YOUR TASK:
Report each line of the records below that uses the word "SeqCst".

GIVEN ENTRIES:
//! Debounced autosave.
//!
//! Every edit re-arms a single timer for [`AUTOSAVE_DELAY`]. Continuous
//! editing keeps pushing the save out; it fires once the document has been
//! idle for the whole delay.

use std::future::Future;
use std::time::Duration;

use tracing::debug;

use super::timer::TimerSlot;

/// Idle period after the last edit before an autosave fires.
pub const AUTOSAVE_DELAY: Duration = Duration::from_secs(5 * 60);

/// Single-slot debounce timer for background saves.
#[derive(Debug)]
pub struct AutosaveScheduler {
    delay: Duration,
    slot: TimerSlot,
}

impl AutosaveScheduler {
    #[must_use]
    pub fn new() -> Self {
        Self::with_delay(AUTOSAVE_DELAY)
    }

    #[must_use]
    pub fn with_delay(delay: Duration) -> Self {
        Self {
            delay,
            slot: TimerSlot::new(),
        }
    }

    /// Cancel any pending autosave and arm a new one.
    ///
    /// The save itself runs as a detached task, so re-arming while a save is
    /// in flight never aborts that save halfway through.
    pub fn schedule<F>(&mut self, save: F)
    where
        F: Future<Output = ()> + Send + 'static,
    {
        debug!(delay_secs = self.delay.as_secs(), "Autosave armed");
        self.slot.arm(self.delay, async move {
            debug!("Autosave firing");
            tokio::spawn(save);
        });
    }

    /// Cancel the pending autosave, if any.
    pub fn cancel(&mut self) {
        if self.slot.cancel() {
            debug!("Autosave cancelled");
        }
    }

    #[must_use]
    pub fn is_pending(&self) -> bool {
        self.slot.is_armed()
    }
}

impl Default for AutosaveScheduler {
    fn default() -> Self {
        Self::new()
    }
}

#[cfg(test)]
mod tests {
    use super::*;
    use std::sync::Arc;
    use std::sync::atomic::{AtomicUsize, Ordering};

    fn save_counter(count: &Arc<AtomicUsize>) -> impl Future<Output = ()> + Send + 'static {
        let count = Arc::clone(count);
        async move {
            count.fetch_add(1, Ordering::SeqCst);
        }
    }

    #[tokio::test(start_paused = true)]
    async fn test_edits_every_four_minutes_never_save() {
        let saves = Arc::new(AtomicUsize::new(0));
        let mut autosave = AutosaveScheduler::new();

        for _ in 0..6 {
            autosave.schedule(save_counter(&saves));
            tokio::time::sleep(Duration::from_secs(4 * 60)).await;
            assert_eq!(saves.load(Ordering::SeqCst), 0);
        }

        // One minute after the 4-minute mark is five minutes after the last edit.
        tokio::time::sleep(Duration::from_secs(60) + Duration::from_millis(1)).await;
        tokio::task::yield_now().await;
        assert_eq!(saves.load(Ordering::SeqCst), 1);

        tokio::time::sleep(Duration::from_secs(60 * 60)).await;
        assert_eq!(saves.load(Ordering::SeqCst), 1);
    }

    #[tokio::test(start_paused = true)]
    async fn test_cancel_prevents_fire() {
        let saves = Arc::new(AtomicUsize::new(0));
        let mut autosave = AutosaveScheduler::with_delay(Duration::from_secs(1));
        autosave.schedule(save_counter(&saves));
        assert!(autosave.is_pending());

        autosave.cancel();
        assert!(!autosave.is_pending());
        tokio::time::sleep(Duration::from_secs(5)).await;
        assert_eq!(saves.load(Ordering::SeqCst), 0);
    }
}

FINISHED TASK:
            count.fetch_add(1, Ordering::SeqCst);
            assert_eq!(saves.load(Ordering::SeqCst), 0);
        assert_eq!(saves.load(Ordering::SeqCst), 1);
        assert_eq!(saves.load(Ordering::SeqCst), 1);
        assert_eq!(saves.load(Ordering::SeqCst), 0);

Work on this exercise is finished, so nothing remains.